Sunday, June 28, 2020

Isaiah 17

Isaiah saw doom coming for everyone in the ancient Middle East. The Jewish people weren’t different from their neighbors who worshipped other gods. All had rebelled against God. All would suffer the same fate. He would use Assyria to clear out the whole region.


Syria was one of the first to fall. Israel was right behind them. The two had been linked ever since forming an alliance to invade Judah and install a puppet king in 727 BC.

It was a shocking betrayal of a fellow Jewish kingdom. The original kingdom of Israel had split in half after the death of King Solomon in 931 BC. The northern one kept the name and 10 of the 12 tribes, while the southern kingdom of Judah, where Isaiah lived, had only two.

The prophet didn't hold his tongue when their invasion failed. Israel stood with Syria so they would fall with them too:
“The fortified city will disappear from Ephraim [Israel], and royal power from Damascus; the remnant of Aram [Syria] will be like the glory of the Israelites,” declares the Lord Almighty.  
- Isaiah 17:3 
He was proven right when Israel was conquered by Assyria in 721 BC. The survivors went down in history as the “Ten Lost Tribes of Israel” after they were resettled across the Assyrian Empire and assimilated. All kinds of groups from all over the world have claimed to be their descendants. The Mormons even think they wound up in North America.

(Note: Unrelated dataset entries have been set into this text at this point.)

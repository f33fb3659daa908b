//! # tablehub-api
//!
//! HTTP API layer for TableHub built on Axum.
//!
//! Provides the REST endpoints, session-cookie handling, extractors, DTOs,
//! and error mapping.

pub mod cookie;
pub mod dto;
pub mod error;
pub mod extractors;
pub mod handlers;
pub mod router;
pub mod state;

pub use error::ApiError;
pub use router::build_router;
pub use state::AppState;
//! Logging configuration.

use serde::{Deserialize, Serialize};

/// Logging and tracing configuration.
#[derive(Debug, Clone, Serialize, Deserialize)]
pub struct LoggingConfig {
    /// Log level: `"trace"`, `"debug"`, `"info"`, `"warn"`, `"error"`.
    #[serde(default = "default_level")]
    pub level: String,
    /// Log format: `"json"` or `"pretty"`.
    #[serde(default = "default_format")]
    pub format: String,
}

impl Default for LoggingConfig {
    fn default() -> Self {
        Self {
            level: default_level(),
            format: default_format(),
        }
    }
}

fn default_level() -> String {
    "info".to_string()
}

fn default_format() -> String {
    "json".to_string()
}
//! Argon2id hashing and verification for passwords and employee PINs.

use argon2::{
    Algorithm, Argon2, Params, Version,
    password_hash::{
        PasswordHash, PasswordHasher as ArgonHasher, PasswordVerifier, SaltString, rand_core::OsRng,
    },
};

use tablehub_core::config::auth::AuthConfig;
use tablehub_core::error::AppError;

/// Handles password and PIN hashing using Argon2id.
///
/// PINs are peppered with a server-side salt constant before hashing: a
/// 4-6 digit PIN has so little entropy that a stolen hash table would fall
/// to offline search without it.
#[derive(Debug, Clone)]
pub struct CredentialHasher {
    memory_cost_kib: u32,
    time_cost: u32,
    parallelism: u32,
    output_len: usize,
    pin_salt: String,
}

impl CredentialHasher {
    /// Creates a new credential hasher from configuration.
    pub fn new(config: &AuthConfig) -> Self {
        Self {
            memory_cost_kib: config.argon2_memory_cost_kib,
            time_cost: config.argon2_time_cost,
            parallelism: config.argon2_parallelism,
            output_len: config.argon2_output_len,
            pin_salt: config.pin_salt.clone(),
        }
    }

    fn argon2(&self) -> Result<Argon2<'static>, AppError> {
        let params = Params::new(
            self.memory_cost_kib,
            self.time_cost,
            self.parallelism,
            Some(self.output_len),
        )
        .map_err(|e| AppError::internal(format!("Invalid Argon2 parameters: {e}")))?;
        Ok(Argon2::new(Algorithm::Argon2id, Version::V0x13, params))
    }

    /// Hashes a plaintext password with a random per-hash salt.
    pub fn hash_password(&self, password: &str) -> Result<String, AppError> {
        self.hash_secret(password.as_bytes())
    }

    /// Verifies a plaintext password against a stored hash.
    ///
    /// Returns `Ok(true)` if the password matches, `Ok(false)` if not.
    pub fn verify_password(&self, password: &str, hash: &str) -> Result<bool, AppError> {
        self.verify_secret(password.as_bytes(), hash)
    }

    /// Hashes an employee PIN, prepending the server-side salt first.
    pub fn hash_pin(&self, pin: &str) -> Result<String, AppError> {
        self.hash_secret(self.peppered_pin(pin).as_bytes())
    }

    /// Verifies an employee PIN against a stored hash.
    pub fn verify_pin(&self, pin: &str, hash: &str) -> Result<bool, AppError> {
        self.verify_secret(self.peppered_pin(pin).as_bytes(), hash)
    }

    fn peppered_pin(&self, pin: &str) -> String {
        format!("{}{}", self.pin_salt, pin)
    }

    fn hash_secret(&self, secret: &[u8]) -> Result<String, AppError> {
        let salt = SaltString::generate(&mut OsRng);
        let hash = self
            .argon2()?
            .hash_password(secret, &salt)
            .map_err(|e| AppError::internal(format!("Credential hashing failed: {e}")))?;
        Ok(hash.to_string())
    }

    fn verify_secret(&self, secret: &[u8], hash: &str) -> Result<bool, AppError> {
        let parsed_hash = PasswordHash::new(hash)
            .map_err(|e| AppError::internal(format!("Invalid credential hash format: {e}")))?;

        match self.argon2()?.verify_password(secret, &parsed_hash) {
            Ok(()) => Ok(true),
            Err(argon2::password_hash::Error::Password) => Ok(false),
            Err(e) => Err(AppError::internal(format!(
                "Credential verification failed: {e}"
            ))),
        }
    }
}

But Isaiah did offer them some consolation. God still had a plan for their people:
"In that day the glory of Jacob will fade; the fat of his body will waste away. It will be as when reapers harvest the standing grain, gathering the grain in their arms — as when someone gleans heads of grain in the Valley of Rephaim.  
Yet some gleanings will remain, as when an olive tree is beaten, leaving two or three olives on the topmost branches, four or five on the fruitful boughs,” declares the Lord, the God of Israel.  
- Isaiah 17:4-6 
There would be a few survivors from Israel who would make their way into Judah, just as there would be a few from Judah who would survive the Babylonian exile a century later. And from that tiny remnant, God would rebuild Jewish culture, send them a Messiah, and change the world.

It would be like when an olive tree was harvested. Olives were one of the pillars of the Jewish economy in those days. They were a symbol of God’s relationship with His people. It took a long time for an olive tree to bloom. The land had to be cultivated for years before they would yield a crop. Only a few olives would be left after the harvest was finished. The rest would be taken away.


In this analogy, God was not pleased with what the trees had produced. He had given His people a land to call their own and they had produced a society that was just as corrupt and unjust as everyone else around them.

The only thing left to do was start over:
So the Lord will cut off from Israel both head and tail, both palm branch and reed in a single day; the elders and dignitaries are the head, the prophets who teach lies are the tail. Those who guide this people mislead them, and those who are guided are led astray.  
— Isaiah 9:14-16 
Most Biblical scholars believe that Judaism as we know it began during the Babylonian Exile. They view the adoption of monotheism as a gradual process that took hundreds of years and only became complete when the Jews came into contact with those ideas in Babylon.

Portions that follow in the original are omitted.